▸ **WHAT THE TASK ASKS**
Go through the data below and return each line where the string "Author" occurs.

▸ **THE INPUT**
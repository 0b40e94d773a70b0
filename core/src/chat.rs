//! Conversation History and the Send Flow
//!
//! Messages, the append-only conversation, and the one-at-a-time send
//! state machine: `idle -> sending -> (success | failed) -> idle`.
//!
//! # Design Philosophy
//!
//! The send is split in two so a UI surface can stay responsive:
//! [`Conversation::begin_send`] validates, appends the user message, and
//! raises the in-flight flag; [`Conversation::complete_send`] maps the
//! backend result to the reply message and always lowers the flag. The
//! composed [`Conversation::send_message`] drives both for headless use.
//! Every failure becomes a conversational assistant message; nothing here
//! returns an error to the caller.
//!
//! History lives for the lifetime of the conversation value and is never
//! persisted; a fresh mount starts from the greeting again.

use chrono::{DateTime, Local};

use crate::backend::{AskError, AskReply, AssistantBackend};
use crate::session::SessionStore;

/// Greeting shown as the first assistant message of every conversation.
pub const GREETING: &str = "Hello! I'm Sage, your knowledge assistant. Ask me anything about \
     products, documentation, or any specific topics you'd like to explore.";

/// Assistant message appended when the endpoint rejects the credential.
pub const AUTH_FAILED_REPLY: &str = "Authentication failed. Please sign in again.";

/// Assistant message substituted for a reply that carried no answer.
pub const FALLBACK_REPLY: &str =
    "I apologize, but I couldn't process your request at the moment.";

/// Assistant message appended when the endpoint could not be reached.
#[must_use]
pub fn connection_trouble(endpoint: &str) -> String {
    format!(
        "I'm sorry, but I'm having trouble connecting to the server. \
         Please check if the API is running on {endpoint} and try again."
    )
}

/// Unique identifier for a message
#[derive(Clone, Debug, PartialEq, Eq, Hash)]
pub struct MessageId(pub String);

impl MessageId {
    /// Generate a new unique message ID
    #[must_use]
    pub fn new() -> Self {
        use std::sync::atomic::{AtomicU64, Ordering};
        static COUNTER: AtomicU64 = AtomicU64::new(0);
        let id = COUNTER.fetch_add(1, Ordering::SeqCst);
        Self(format!("msg_{id}"))
    }
}

impl Default for MessageId {
    fn default() -> Self {
        Self::new()
    }
}

/// Who wrote a message
#[derive(Clone, Copy, Debug, PartialEq, Eq)]
pub enum Author {
    /// The signed-in user
    User,
    /// The assistant
    Assistant,
}

/// A single conversation message. Immutable once appended.
#[derive(Clone, Debug)]
pub struct Message {
    /// Unique id, strictly increasing in creation order
    pub id: MessageId,
    /// Who wrote the message
    pub author: Author,
    /// The message text
    pub content: String,
    /// Reference links accompanying an assistant reply (empty otherwise)
    pub links: Vec<String>,
    /// Local wall-clock time the message was created
    pub sent_at: DateTime<Local>,
}

impl Message {
    /// Create a user message.
    #[must_use]
    pub fn user(content: impl Into<String>) -> Self {
        Self {
            id: MessageId::new(),
            author: Author::User,
            content: content.into(),
            links: Vec::new(),
            sent_at: Local::now(),
        }
    }

    /// Create an assistant message without links.
    #[must_use]
    pub fn assistant(content: impl Into<String>) -> Self {
        Self::assistant_with_links(content, Vec::new())
    }

    /// Create an assistant message with reference links.
    #[must_use]
    pub fn assistant_with_links(content: impl Into<String>, links: Vec<String>) -> Self {
        Self {
            id: MessageId::new(),
            author: Author::Assistant,
            content: content.into(),
            links,
            sent_at: Local::now(),
        }
    }
}

/// Result of a completed (or refused) send
#[derive(Clone, Copy, Debug, PartialEq, Eq)]
pub enum SendOutcome {
    /// Input was empty or another send was in flight; nothing happened
    Rejected,
    /// The reply was appended
    Succeeded,
    /// The endpoint rejected the credential; the session was torn down
    AuthRejected,
    /// The endpoint could not be reached or answered with an error
    Failed,
}

/// Append-only conversation with the one-at-a-time send state machine.
#[derive(Debug, Default)]
pub struct Conversation {
    messages: Vec<Message>,
    in_flight: bool,
}

impl Conversation {
    /// Create an empty conversation.
    #[must_use]
    pub fn new() -> Self {
        Self::default()
    }

    /// Create a conversation opened by the assistant greeting.
    #[must_use]
    pub fn with_greeting() -> Self {
        Self {
            messages: vec![Message::assistant(GREETING)],
            in_flight: false,
        }
    }

    /// All messages, in creation order.
    #[must_use]
    pub fn messages(&self) -> &[Message] {
        &self.messages
    }

    /// Whether a submission is currently in flight.
    #[must_use]
    pub fn is_sending(&self) -> bool {
        self.in_flight
    }

    /// Start a send: validate the input, append the user message, and
    /// raise the in-flight flag.
    ///
    /// Returns the query to submit, or `None` when the input trims to
    /// empty or another send is in flight (in which case nothing changed).
    /// The appended content and the returned query are the raw input,
    /// whitespace intact.
    pub fn begin_send(&mut self, input: &str) -> Option<String> {
        if input.trim().is_empty() || self.in_flight {
            return None;
        }

        self.messages.push(Message::user(input));
        self.in_flight = true;
        Some(input.to_string())
    }

    /// Finish a send: map the backend result to the reply message and
    /// lower the in-flight flag.
    ///
    /// A rejected credential appends [`AUTH_FAILED_REPLY`] and tears the
    /// session down; endpoint and transport failures append the
    /// connectivity message for `endpoint`; a reply without an answer falls
    /// back to [`FALLBACK_REPLY`]. The flag is lowered in every case.
    pub fn complete_send(
        &mut self,
        result: Result<AskReply, AskError>,
        session: &mut SessionStore,
        endpoint: &str,
    ) -> SendOutcome {
        let outcome = match result {
            Ok(reply) => {
                let content = reply
                    .answer
                    .unwrap_or_else(|| FALLBACK_REPLY.to_string());
                self.messages
                    .push(Message::assistant_with_links(content, reply.links));
                SendOutcome::Succeeded
            }
            Err(AskError::AuthRejected) => {
                tracing::info!("Assistant rejected the credential, signing out");
                self.messages.push(Message::assistant(AUTH_FAILED_REPLY));
                session.logout();
                SendOutcome::AuthRejected
            }
            Err(error) => {
                tracing::warn!(%error, "Assistant request failed");
                self.messages
                    .push(Message::assistant(connection_trouble(endpoint)));
                SendOutcome::Failed
            }
        };

        self.in_flight = false;
        outcome
    }

    /// Submit one question and wait for the reply.
    ///
    /// Composes [`Self::begin_send`] and [`Self::complete_send`] over the
    /// given backend, using the session's current credential.
    pub async fn send_message(
        &mut self,
        input: &str,
        session: &mut SessionStore,
        backend: &dyn AssistantBackend,
    ) -> SendOutcome {
        let Some(query) = self.begin_send(input) else {
            return SendOutcome::Rejected;
        };

        let credential = session.credential().unwrap_or_default().to_string();
        let result = backend.ask(&query, &credential).await;
        self.complete_send(result, session, &backend.endpoint())
    }
}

▸ **REPLY**
pub enum Author {
    pub author: Author,
            author: Author::User,
            author: Author::Assistant,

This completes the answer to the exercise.